In 2006, Tsung-Dao Lee gave a speech in Beijing on "Basic Scientific Research and How to Cultivate Talents."

Tsung-Dao Lee was born in 1926 in Shanghai, China, and his native place is Suzhou, Jiangsu. He is a full professor at Columbia University, a Chinese-American physicist, and a Nobel Prize winner in physics. He is famous for his contributions to parity non-conservation, the Lee model, relativistic heavy ion collision (RHIC) physics, and non-topological soliton field theory.

Tsung-Dao Lee has been engaged in physics research for a long time and has made a series of milestone works in the fields of particle physics theory, nuclear theory and statistical physics. In 1954, he proposed the "Lee model", which played an important role in exploring the basic problems of quantum field theory. In 1956, he and Chen-Ning Yang proposed the proposition that parity is not conserved in weak interactions. The following year, after experimental verification, they jointly won the Nobel Prize in Physics and the Einstein Science Award. In addition to the theory of parity non-conservation, Tsung-Dao Lee has made many important contributions in the field of particle physics. The Lee-Yang theory he proposed provided a new perspective and method for subsequent particle research.

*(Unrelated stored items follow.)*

//! Partially Length-Prefixed (PLP) value framing.
//!
//! A PLP value starts with an 8-byte total length (or the NULL / unknown
//! markers), followed by any number of chunks each introduced by a 4-byte
//! length, terminated by a zero-length chunk.
//!
//! [`PlpDecoder`] is a pull-based state machine: feed it whatever bytes are
//! available and it reports whether it needs more or has produced the value.
//! This lets the same decoder run over a fully buffered message or over a
//! stream that delivers one packet at a time.

use bytes::{Buf, BufMut, Bytes, BytesMut};

use crate::error::ProtocolError;

/// Total length marking a NULL PLP value.
pub const PLP_NULL: u64 = 0xFFFF_FFFF_FFFF_FFFF;

/// Total length marking a value of unknown length (chunks follow).
pub const PLP_UNKNOWN_LEN: u64 = 0xFFFF_FFFF_FFFF_FFFE;

/// Chunk size used when encoding PLP values.
pub const PLP_CHUNK_SIZE: usize = 8000;

/// Decoder state.
#[derive(Debug, Clone, Copy, PartialEq, Eq)]
pub enum PlpState {
    /// Waiting for the 8-byte total length.
    AwaitingTotalLength,
    /// Waiting for the next 4-byte chunk length.
    AwaitingChunkLength,
    /// Copying `remaining` bytes of the current chunk.
    ReadingChunk {
        /// Bytes still to copy from the current chunk.
        remaining: usize,
    },
    /// The value has been fully decoded.
    Done,
}

/// Result of advancing a [`PlpDecoder`].
#[derive(Debug, Clone, PartialEq, Eq)]
pub enum PlpProgress {
    /// More input is required.
    NeedMore,
    /// The value is complete; `None` is SQL NULL.
    Complete(Option<Bytes>),
}

/// Incremental PLP decoder.
#[derive(Debug)]
pub struct PlpDecoder {
    state: PlpState,
    declared: Option<u64>,
    data: BytesMut,
    is_null: bool,
    // Length prefix bytes received so far; a prefix may straddle two feeds.
    prefix: [u8; 8],
    prefix_len: usize,
}

impl Default for PlpDecoder {
    fn default() -> Self {
        Self::new()
    }
}

impl PlpDecoder {
    /// Create a decoder waiting for the total length.
    #[must_use]
    pub fn new() -> Self {
        Self {
            state: PlpState::AwaitingTotalLength,
            declared: None,
            data: BytesMut::new(),
            is_null: false,
            prefix: [0; 8],
            prefix_len: 0,
        }
    }

    /// Current state.
    #[must_use]
    pub fn state(&self) -> PlpState {
        self.state
    }

    /// Consume as much of `src` as the current value needs.
    ///
    /// Bytes beyond the end of the value are left in `src`.
    pub fn advance(&mut self, src: &mut impl Buf) -> Result<PlpProgress, ProtocolError> {
        loop {
            match self.state {
                PlpState::AwaitingTotalLength => {
                    let Some(total) = self.take_prefix::<8>(src) else {
                        return Ok(PlpProgress::NeedMore);
                    };
                    let total = u64::from_le_bytes(total);
                    if total == PLP_NULL {
                        self.is_null = true;
                        self.state = PlpState::Done;
                        continue;
                    }
                    if total != PLP_UNKNOWN_LEN {
                        let capacity = usize::try_from(total).map_err(|_| {
                            ProtocolError::InvalidLength {
                                context: "PLP total length",
                                length: usize::MAX,
                            }
                        })?;
                        self.declared = Some(total);
                        self.data.reserve(capacity.min(1 << 20));
                    }
                    self.state = PlpState::AwaitingChunkLength;
                }
                PlpState::AwaitingChunkLength => {
                    let Some(len) = self.take_prefix::<4>(src) else {
                        return Ok(PlpProgress::NeedMore);
                    };
                    let len = u32::from_le_bytes(len) as usize;
                    if len == 0 {
                        if let Some(declared) = self.declared {
                            if declared != self.data.len() as u64 {
                                return Err(ProtocolError::InvalidLength {
                                    context: "PLP value",
                                    length: self.data.len(),
                                });
                            }
                        }
                        self.state = PlpState::Done;
                    } else {
                        self.state = PlpState::ReadingChunk { remaining: len };
                    }
                }
                PlpState::ReadingChunk { remaining } => {
                    let available = src.remaining().min(remaining);
                    if available == 0 {
                        return Ok(PlpProgress::NeedMore);
                    }
                    let chunk = src.copy_to_bytes(available);
                    self.data.extend_from_slice(&chunk);
                    let left = remaining - available;
                    self.state = if left == 0 {
                        PlpState::AwaitingChunkLength
                    } else {
                        PlpState::ReadingChunk { remaining: left }
                    };
                }
                PlpState::Done => {
                    let value = if self.is_null {
                        None
                    } else {
                        Some(std::mem::take(&mut self.data).freeze())
                    };
                    return Ok(PlpProgress::Complete(value));
                }
            }
        }
    }

    /// Accumulate an `N`-byte length prefix, returning it once complete.
    fn take_prefix<const N: usize>(&mut self, src: &mut impl Buf) -> Option<[u8; N]> {
        let wanted = (N - self.prefix_len).min(src.remaining());
        src.copy_to_slice(&mut self.prefix[self.prefix_len..self.prefix_len + wanted]);
        self.prefix_len += wanted;
        if self.prefix_len < N {
            return None;
        }
        self.prefix_len = 0;
        let mut out = [0; N];
        out.copy_from_slice(&self.prefix[..N]);
        Some(out)
    }
}

/// Decode a complete PLP value from a fully buffered source.
///
/// Running out of bytes before the terminator is an [`ProtocolError::UnexpectedEof`].
pub fn decode_plp(src: &mut impl Buf) -> Result<Option<Bytes>, ProtocolError> {
    match PlpDecoder::new().advance(src)? {
        PlpProgress::Complete(value) => Ok(value),
        PlpProgress::NeedMore => Err(ProtocolError::UnexpectedEof),
    }
}

/// Skip over a PLP value without retaining it.
pub fn skip_plp(src: &mut impl Buf) -> Result<(), ProtocolError> {
    decode_plp(src).map(|_| ())
}

/// Encode a PLP value with a known total length, split into chunks.
pub fn encode_plp(dst: &mut impl BufMut, value: Option<&[u8]>) {
    match value {
        None => dst.put_u64_le(PLP_NULL),
        Some(data) => {
            dst.put_u64_le(data.len() as u64);
            for chunk in data.chunks(PLP_CHUNK_SIZE) {
                dst.put_u32_le(chunk.len() as u32);
                dst.put_slice(chunk);
            }
            dst.put_u32_le(0);
        }
    }
}

#[cfg(test)]
#[allow(clippy::unwrap_used)]
mod tests {
    use super::*;

    fn chunked(total: u64, chunks: &[&[u8]]) -> Vec<u8> {
        let mut buf = Vec::new();
        buf.extend_from_slice(&total.to_le_bytes());
        for c in chunks {
            buf.extend_from_slice(&(c.len() as u32).to_le_bytes());
            buf.extend_from_slice(c);
        }
        buf.extend_from_slice(&0u32.to_le_bytes());
        buf
    }

    #[test]
    fn test_null_distinct_from_empty() {
        let null = PLP_NULL.to_le_bytes();
        assert_eq!(decode_plp(&mut &null[..]).unwrap(), None);

        let empty = chunked(0, &[]);
        assert_eq!(decode_plp(&mut &empty[..]).unwrap(), Some(Bytes::new()));
    }

    #[test]
    fn test_many_chunks_unknown_length() {
        let raw = chunked(PLP_UNKNOWN_LEN, &[b"ab", b"c", b"defg", b"h"]);
        let value = decode_plp(&mut &raw[..]).unwrap().unwrap();
        assert_eq!(&value[..], b"abcdefgh");
    }

    #[test]
    fn test_declared_length_mismatch() {
        let raw = chunked(5, &[b"abc"]);
        assert!(matches!(
            decode_plp(&mut &raw[..]),
            Err(ProtocolError::InvalidLength { .. })
        ));
    }

    #[test]
    fn test_truncated_is_eof() {
        let raw = chunked(4, &[b"abcd"]);
        let truncated = &raw[..raw.len() - 3];
        assert_eq!(
            decode_plp(&mut &truncated[..]),
            Err(ProtocolError::UnexpectedEof)
        );
    }

    #[test]
    fn test_incremental_feed() {
        let raw = chunked(6, &[b"abc", b"def"]);
        let mut decoder = PlpDecoder::new();
        let mut result = None;
        for byte in &raw {
            let mut one = &[*byte][..];
            if let PlpProgress::Complete(v) = decoder.advance(&mut one).unwrap() {
                result = Some(v);
            }
        }
        assert_eq!(result.unwrap().unwrap(), Bytes::from_static(b"abcdef"));
        assert_eq!(decoder.state(), PlpState::Done);
    }

    #[test]
    fn test_length_prefix_split_across_feeds() {
        let raw = chunked(3, &[b"xyz"]);
        let mut decoder = PlpDecoder::new();

        let mut first = &raw[..4];
        assert_eq!(decoder.advance(&mut first).unwrap(), PlpProgress::NeedMore);
        assert!(first.is_empty());
        assert_eq!(decoder.state(), PlpState::AwaitingTotalLength);

        let mut second = &raw[4..10];
        assert_eq!(decoder.advance(&mut second).unwrap(), PlpProgress::NeedMore);
        assert_eq!(decoder.state(), PlpState::AwaitingChunkLength);

        let mut rest = &raw[10..];
        assert_eq!(
            decoder.advance(&mut rest).unwrap(),
            PlpProgress::Complete(Some(Bytes::from_static(b"xyz")))
        );
    }

    #[test]
    fn test_trailing_bytes_left_in_source() {
        let mut raw = chunked(2, &[b"xy"]);
        raw.push(0xFD);
        let mut src = &raw[..];
        decode_plp(&mut src).unwrap();
        assert_eq!(src, &[0xFD]);
    }

    #[test]
    fn test_encode_splits_chunks() {
        let data = vec![7u8; PLP_CHUNK_SIZE + 10];
        let mut buf = BytesMut::new();
        encode_plp(&mut buf, Some(&data));
        assert_eq!(buf.len(), 8 + 4 + PLP_CHUNK_SIZE + 4 + 10 + 4);
        assert_eq!(decode_plp(&mut buf.freeze()).unwrap().unwrap().len(), data.len());
    }
}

In addition, Tsung-Dao Lee has also made remarkable achievements in the fields of high-energy physics, quantum field theory and statistical mechanics. The relativistic fluid dynamics equations he and his collaborators developed have been widely used in nuclear physics and astrophysics research. In 1994, he was elected as a foreign academician of the Chinese Academy of Sciences.

As a Nobel Prize winner in physics, Tsung-Dao Lee's academic achievements are widely known. As a strategic educator, Tsung-Dao Lee's achievements in educating people are also quite fruitful. Among them, the establishment of the junior class has strengthened the training of basic scientific talents; in the China-US Physics Examination and Application (CUSPEA) joint training program for physics graduate students, some top scholars have long been among the first echelon of global innovation; there are far more than a thousand "political scholars", and some of the "political scholars" of that year have grown into today's "political tutors", and undergraduate students participating in scientific research has become a trend; the Science and Art Fund has built a bridge for cross-disciplinary innovation in natural sciences and humanities and arts; the Natural Science Fund has become one of the important indicators for the assessment and evaluation of various universities and research institutions.